The DCCC spent nearly $60 million on Blue Dogs and centrist New Democrats during the 2010 election cycle, according to federal election reports. Meanwhile, Blue Dogs contributed only $1.9 million of their $9.6 million in dues goals, according to the latest DCCC dues report.


Read more: http://www.politico.com/news/stories/1110/45215.html#ixzz15X6WdYil

1 comment:

Loren Gustafson said...

These numbers are quite revealing, but it makes sense that a lot of money was spent in the "blue dog" districts, since many of these were in the 2006 and 2008 swing districts--mostly districts that McCain won in 2008 (include PA-10 here). These were the candidates being attacked most aggressively. That Blue Dogs Dems were not able to raise money also indicates a big problem. These aren't districts that are friendly to Democratic candidates, and many of the Blue Dogs knew they were not likely to win reelection running on the accomplishments that the Republicans were running against. They might have done best off doing that--you have to at least try to make the case.

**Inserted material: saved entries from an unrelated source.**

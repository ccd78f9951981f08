//! High-level entry point: declarative config in, generated files out.
//!
//! `ensure_sitemaps` builds the shared GraphQL fetcher (when an endpoint is
//! configured), wraps each group's [`SitemapSource`] into a provider, and
//! hands the result to the generator. This is the API an embedding build
//! process calls once per deploy.

use crate::Result;
use crate::fetcher::{GraphQlFetcher, GraphQlFetcherConfig};
use crate::generator::{GeneratorConfig, SitemapGroup, generate_sitemaps};
use crate::provider::UrlProvider;
use crate::source::{SitemapSource, resolve_source};
use crate::types::{RobotsSetting, SitemapEntry, SitemapGeneratorResult};
use async_trait::async_trait;
use std::collections::HashMap;
use std::path::PathBuf;
use std::sync::Arc;
use std::time::Duration;

/// A named group backed by a declarative source.
pub struct SitemapGroupDefinition {
    /// Output file stem; must be filesystem-safe.
    pub name: String,
    /// Where the group's URLs come from.
    pub source: SitemapSource,
    /// Per-group page size override.
    pub page_size: Option<usize>,
}

impl SitemapGroupDefinition {
    /// Creates a group definition using the config's default page size.
    pub fn new(name: impl Into<String>, source: SitemapSource) -> Self {
        Self {
            name: name.into(),
            source,
            page_size: None,
        }
    }

    /// Overrides the page size for this group.
    #[must_use]
    pub fn with_page_size(mut self, page_size: usize) -> Self {
        self.page_size = Some(page_size);
        self
    }
}

/// Configuration for [`ensure_sitemaps`].
pub struct EnsureSitemapsConfig {
    /// Absolute site base URL; trailing slashes are tolerated.
    pub base_url: String,
    /// Directory the files are written into.
    pub output_dir: PathBuf,
    /// GraphQL endpoint shared by every GraphQL source; when `None` those
    /// sources resolve to empty lists.
    pub graphql_url: Option<String>,
    /// Headers sent with every GraphQL request.
    pub graphql_headers: HashMap<String, String>,
    /// Groups, processed in declaration order.
    pub groups: Vec<SitemapGroupDefinition>,
    /// Skip regeneration while the index file is younger than this.
    pub stale_time: Option<Duration>,
    /// Subdirectory for the per-group files. Default `"seo"`.
    pub sitemap_subdir: String,
    /// Index document path relative to `output_dir`. Default `"sitemap.xml"`.
    pub sitemap_index_path: String,
    /// Page size for groups without an override. Default 40 000.
    pub default_page_size: usize,
    /// robots.txt emission policy. Default enabled.
    pub robots: RobotsSetting,
}

impl EnsureSitemapsConfig {
    /// Creates a config with the default layout and no groups.
    pub fn new(base_url: impl Into<String>, output_dir: impl Into<PathBuf>) -> Self {
        Self {
            base_url: base_url.into(),
            output_dir: output_dir.into(),
            graphql_url: None,
            graphql_headers: HashMap::new(),
            groups: Vec::new(),
            stale_time: None,
            sitemap_subdir: "seo".to_string(),
            sitemap_index_path: "sitemap.xml".to_string(),
            default_page_size: 40_000,
            robots: RobotsSetting::Enabled,
        }
    }
}

/// Provider adapter over a declarative source plus the shared fetcher.
struct SourceProvider {
    source: SitemapSource,
    fetcher: Option<Arc<GraphQlFetcher>>,
}

#[async_trait]
impl UrlProvider for SourceProvider {
    async fn provide(&self) -> Result<Vec<SitemapEntry>> {
        resolve_source(&self.source, self.fetcher.as_deref()).await
    }
}

/// Resolves every group's source and writes the sitemap artifacts.
///
/// Group-level failures are contained (see [`generate_sitemaps`]); an `Err`
/// here means the fetcher could not be constructed or the output directory
/// could not be written.
pub async fn ensure_sitemaps(config: EnsureSitemapsConfig) -> Result<SitemapGeneratorResult> {
    let fetcher = match &config.graphql_url {
        Some(url) => Some(Arc::new(GraphQlFetcher::new(GraphQlFetcherConfig {
            url: url.clone(),
            headers: config.graphql_headers.clone(),
        })?)),
        None => None,
    };

    let groups = config
        .groups
        .into_iter()
        .map(|group| SitemapGroup {
            name: group.name,
            page_size: group.page_size,
            provider: Box::new(SourceProvider {
                source: group.source,
                fetcher: fetcher.clone(),
            }),
        })
        .collect();

    let generator_config = GeneratorConfig {
        base_url: config.base_url,
        output_dir: config.output_dir,
        groups,
        robots: config.robots,
        default_page_size: config.default_page_size,
        sitemap_index_path: config.sitemap_index_path,
        sitemap_subdir: config.sitemap_subdir,
        stale_time: config.stale_time,
    };
    generate_sitemaps(&generator_config).await
}

#[cfg(test)]
#[allow(clippy::unwrap_used)]
mod tests {
    use super::*;
    use tempfile::TempDir;

    #[tokio::test]
    async fn test_static_groups_end_to_end() {
        let dir = TempDir::new().unwrap();
        let mut config = EnsureSitemapsConfig::new("https://example.com", dir.path());
        config.groups = vec![SitemapGroupDefinition::new(
            "pages",
            SitemapSource::static_urls(["https://example.com/a", "https://example.com/b"]),
        )];

        let result = ensure_sitemaps(config).await.unwrap();

        assert!(!result.skipped);
        assert_eq!(result.sitemaps.len(), 1);
        assert_eq!(result.sitemaps[0].url_count, 2);
        assert!(dir.path().join("seo/pages.xml").exists());
        assert!(dir.path().join("sitemap.xml").exists());
        assert!(dir.path().join("robots.txt").exists());
    }

    #[tokio::test]
    async fn test_graphql_group_without_endpoint_is_empty() {
        let dir = TempDir::new().unwrap();
        let mut config = EnsureSitemapsConfig::new("https://example.com", dir.path());
        config.groups = vec![SitemapGroupDefinition::new(
            "posts",
            SitemapSource::graphql("{ posts { path } }", None, |_| Ok(Vec::new())),
        )];

        let result = ensure_sitemaps(config).await.unwrap();

        // No fetcher configured: the group resolves empty and is skipped.
        assert!(result.sitemaps.is_empty());
    }

    #[tokio::test]
    async fn test_source_failure_is_contained() {
        let dir = TempDir::new().unwrap();
        let broken = dir.path().join("broken.json");
        std::fs::write(&broken, "{not json").unwrap();

        let mut config = EnsureSitemapsConfig::new("https://example.com", dir.path());
        config.groups = vec![
            SitemapGroupDefinition::new(
                "broken",
                SitemapSource::json_file(&broken, |_| Ok(Vec::new())),
            ),
            SitemapGroupDefinition::new(
                "pages",
                SitemapSource::static_urls(["https://example.com/a"]),
            ),
        ];

        let result = ensure_sitemaps(config).await.unwrap();

        let names: Vec<&str> = result.sitemaps.iter().map(|s| s.name.as_str()).collect();
        assert!(names.contains(&"pages.xml"));
        assert!(names.contains(&"__errors.xml"));
    }
}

Chris Carney apparently settled on a strategy of only attacking Tom Marino, and that strategy didn't work--it backfired. It cost Carney the Daily Item's endorsement (this was the only reason they cited for endorsing Marino) and turned off a lot of other voters. It also led people to forget why they liked Carney in the first place--and all the things that he'd done in four years.

The question now is: do we want Chris Carney to run again in 2012 or someone else? If Carney runs again, what should he do differently next time around?

On my list: Explain whether his political views on abortion have changed since he first ran in 2006. (He allowed his views to be characterized as pro-life this time around, but he had always resisted that label and staked out a middle ground position in the past.) Push a positive message. Good ads should speak directly to voters while fitting into the overall campaign themes. We never heard any optimism in this campaign, only anger, and it showed in the turnout and in the results.